#### WORK ITEM
The entries that follow include a run beginning at the line with "deferred interrupt worker." and ending at the line with "a full reset;"; restate that run word for word and leave the rest out.

#### INPUT DATA
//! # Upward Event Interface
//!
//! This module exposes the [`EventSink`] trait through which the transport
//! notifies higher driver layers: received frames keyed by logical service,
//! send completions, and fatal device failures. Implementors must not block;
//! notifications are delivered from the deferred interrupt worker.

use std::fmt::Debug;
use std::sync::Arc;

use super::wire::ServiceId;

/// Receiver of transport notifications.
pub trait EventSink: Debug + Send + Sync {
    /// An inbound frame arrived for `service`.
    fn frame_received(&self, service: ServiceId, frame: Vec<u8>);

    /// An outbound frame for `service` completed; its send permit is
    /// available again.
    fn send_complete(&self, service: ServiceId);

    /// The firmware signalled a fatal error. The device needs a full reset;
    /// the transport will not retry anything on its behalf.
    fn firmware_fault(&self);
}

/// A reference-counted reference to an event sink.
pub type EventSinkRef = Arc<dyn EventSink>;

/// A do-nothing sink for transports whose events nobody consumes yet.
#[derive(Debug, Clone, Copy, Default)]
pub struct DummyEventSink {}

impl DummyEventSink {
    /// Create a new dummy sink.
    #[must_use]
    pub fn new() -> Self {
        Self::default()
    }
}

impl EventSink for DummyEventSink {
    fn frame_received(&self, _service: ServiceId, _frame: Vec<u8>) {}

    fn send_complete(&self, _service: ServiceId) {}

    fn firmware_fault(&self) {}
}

#### TASK ANSWER
//! notifications are delivered from the deferred interrupt worker.

use std::fmt::Debug;
use std::sync::Arc;

use super::wire::ServiceId;

/// Receiver of transport notifications.
pub trait EventSink: Debug + Send + Sync {
    /// An inbound frame arrived for `service`.
    fn frame_received(&self, service: ServiceId, frame: Vec<u8>);

    /// An outbound frame for `service` completed; its send permit is
    /// available again.
    fn send_complete(&self, service: ServiceId);

    /// The firmware signalled a fatal error. The device needs a full reset;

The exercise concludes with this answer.